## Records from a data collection
────────────────

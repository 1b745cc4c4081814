//! The game controller state machine.
//!
//! ## Structure
//!
//! - `state`: the `lobby` / `play.*` state tree
//! - `table`: transitions, eventless guards, delayed transitions, entry actions
//! - `scheduler`: logical-clock timers for delayed transitions
//! - `observer`: opt-in transition records for debugging
//! - `snapshot`: read-only projections for front ends
//! - `controller`: [`GameController`], which interprets the table
//!
//! ## Lifecycle
//!
//! ```text
//! lobby --START--> play.waiting --ROLL--> play.rolling --(delay)--> play.deciding
//!                      ^   |                                          |    |
//!                      |   +--(no tiles left)--> play.win             |    |
//!                      +----------------SUBMIT_MOVE-------------------+    |
//!                                                 play.lose <--(no move)---+
//! ```
//!
//! `play.win` and `play.lose` accept `RETRY` and `LOBBY`; both reset the board.

pub mod controller;
pub mod observer;
pub mod scheduler;
pub mod snapshot;
pub mod state;
pub mod table;

pub use controller::GameController;
pub use observer::{Observer, TransitionRecord, Trigger};
pub use scheduler::{Scheduler, Timer, TimerId};
pub use snapshot::{Snapshot, TileView};
pub use state::{PlayState, StateValue};
pub use table::{Source, Target};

────────────────

## Instructions to follow
The answer must consist of each line from the data that includes the string "scheduler".

## Exercise result
//! - `scheduler`: logical-clock timers for delayed transitions
pub mod scheduler;
pub use scheduler::{Scheduler, Timer, TimerId};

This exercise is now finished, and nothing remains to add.